==== DATA
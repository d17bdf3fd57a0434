use serde::{Deserialize, Deserializer, Serialize};
use unicode_normalization::UnicodeNormalization;

use crate::vocabulary::{self, EntityType};

/// Structured reading of a free-text query.
///
/// `entity_types` is the authoritative filter. `entity_type` is accepted on input for older
/// producers and, after [`SearchIntent::normalize`], mirrors `entity_types` when exactly one type
/// is present.
#[derive(Debug, Clone, Default, PartialEq, Eq, Serialize, Deserialize)]
pub struct SearchIntent {
	#[serde(default, deserialize_with = "null_as_default")]
	pub entity_type: Option<String>,
	#[serde(default, deserialize_with = "null_as_default")]
	pub entity_types: Vec<String>,
	#[serde(default, deserialize_with = "null_as_default")]
	pub keywords: Vec<String>,
	#[serde(default, deserialize_with = "null_as_default")]
	pub status_filter: Option<String>,
	#[serde(default, deserialize_with = "null_as_default")]
	pub department_filter: Option<String>,
	#[serde(default, deserialize_with = "null_as_default")]
	pub owner_filter: Option<String>,
	/// Comparator followed by an integer, e.g. `">1000000"`.
	#[serde(default, deserialize_with = "null_as_default")]
	pub amount_filter: Option<String>,
}
impl SearchIntent {
	/// Keyword-only intent used whenever the language model cannot answer.
	pub fn fallback(query: &str) -> Self {
		Self {
			keywords: query.to_lowercase().split_whitespace().map(str::to_string).collect(),
			..Default::default()
		}
	}

	/// Folds model output into the canonical shape.
	///
	/// Entity types resolve to canonical names (unknown ones are dropped), status synonyms map to
	/// their English term, blank filters become `None`, and keywords are NFKC-normalized,
	/// lowercased, and deduplicated. Stop words are removed, as are keywords that repeat a captured
	/// entity type or the captured status. Other vocabulary words stay as content keywords.
	pub fn normalize(self, stop_words: &[String]) -> Self {
		let mut entity_types: Vec<EntityType> = Vec::new();

		for raw in self.entity_type.iter().chain(self.entity_types.iter()) {
			if let Some(entity) = EntityType::from_term(raw)
				&& !entity_types.contains(&entity)
			{
				entity_types.push(entity);
			}
		}

		let status_filter =
			non_blank(self.status_filter).map(|status| vocabulary::canonical_status(&status));
		let mut keywords: Vec<String> = Vec::with_capacity(self.keywords.len());

		for raw in &self.keywords {
			let keyword = normalize_keyword(raw);

			if keyword.is_empty()
				|| keywords.contains(&keyword)
				|| stop_words.iter().any(|word| *word == keyword)
				|| EntityType::from_term(&keyword)
					.is_some_and(|entity| entity_types.contains(&entity))
				|| status_filter
					.as_deref()
					.is_some_and(|status| vocabulary::is_same_status(&keyword, status))
			{
				continue;
			}

			keywords.push(keyword);
		}

		let entity_type = match entity_types.as_slice() {
			[only] => Some(only.as_str().to_string()),
			_ => None,
		};

		Self {
			entity_type,
			entity_types: entity_types.iter().map(|entity| entity.as_str().to_string()).collect(),
			keywords,
			status_filter,
			department_filter: non_blank(self.department_filter),
			owner_filter: non_blank(self.owner_filter),
			amount_filter: non_blank(self.amount_filter),
		}
	}

	pub fn has_filters(&self) -> bool {
		!self.entity_types.is_empty()
			|| self.entity_type.is_some()
			|| self.status_filter.is_some()
			|| self.department_filter.is_some()
			|| self.owner_filter.is_some()
			|| self.amount_filter.is_some()
	}
}

fn normalize_keyword(raw: &str) -> String {
	raw.trim().nfkc().collect::<String>().to_lowercase()
}

fn non_blank(value: Option<String>) -> Option<String> {
	value.map(|value| value.trim().to_string()).filter(|value| !value.is_empty())
}

fn null_as_default<'de, D, T>(deserializer: D) -> Result<T, D::Error>
where
	D: Deserializer<'de>,
	T: Default + Deserialize<'de>,
{
	Ok(Option::<T>::deserialize(deserializer)?.unwrap_or_default())
}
========
> [WORK REQUEST]: Set down exactly the lines from the start of the records to the line with "as content keywords.". Include that line, and add nothing more.

> [RESPONSE TO THE EXERCISE]:
repository d17bdf3fd57a0434
use serde::{Deserialize, Deserializer, Serialize};
use unicode_normalization::UnicodeNormalization;

use crate::vocabulary::{self, EntityType};

/// Structured reading of a free-text query.
///
/// `entity_types` is the authoritative filter. `entity_type` is accepted on input for older
/// producers and, after [`SearchIntent::normalize`], mirrors `entity_types` when exactly one type
/// is present.
#[derive(Debug, Clone, Default, PartialEq, Eq, Serialize, Deserialize)]
pub struct SearchIntent {
	#[serde(default, deserialize_with = "null_as_default")]
	pub entity_type: Option<String>,
	#[serde(default, deserialize_with = "null_as_default")]
	pub entity_types: Vec<String>,
	#[serde(default, deserialize_with = "null_as_default")]
	pub keywords: Vec<String>,
	#[serde(default, deserialize_with = "null_as_default")]
	pub status_filter: Option<String>,
	#[serde(default, deserialize_with = "null_as_default")]
	pub department_filter: Option<String>,
	#[serde(default, deserialize_with = "null_as_default")]
	pub owner_filter: Option<String>,
	/// Comparator followed by an integer, e.g. `">1000000"`.
	#[serde(default, deserialize_with = "null_as_default")]
	pub amount_filter: Option<String>,
}
impl SearchIntent {
	/// Keyword-only intent used whenever the language model cannot answer.
	pub fn fallback(query: &str) -> Self {
		Self {
			keywords: query.to_lowercase().split_whitespace().map(str::to_string).collect(),
			..Default::default()
		}
	}

	/// Folds model output into the canonical shape.
	///
	/// Entity types resolve to canonical names (unknown ones are dropped), status synonyms map to
	/// their English term, blank filters become `None`, and keywords are NFKC-normalized,
	/// lowercased, and deduplicated. Stop words are removed, as are keywords that repeat a captured
	/// entity type or the captured status. Other vocabulary words stay as content keywords.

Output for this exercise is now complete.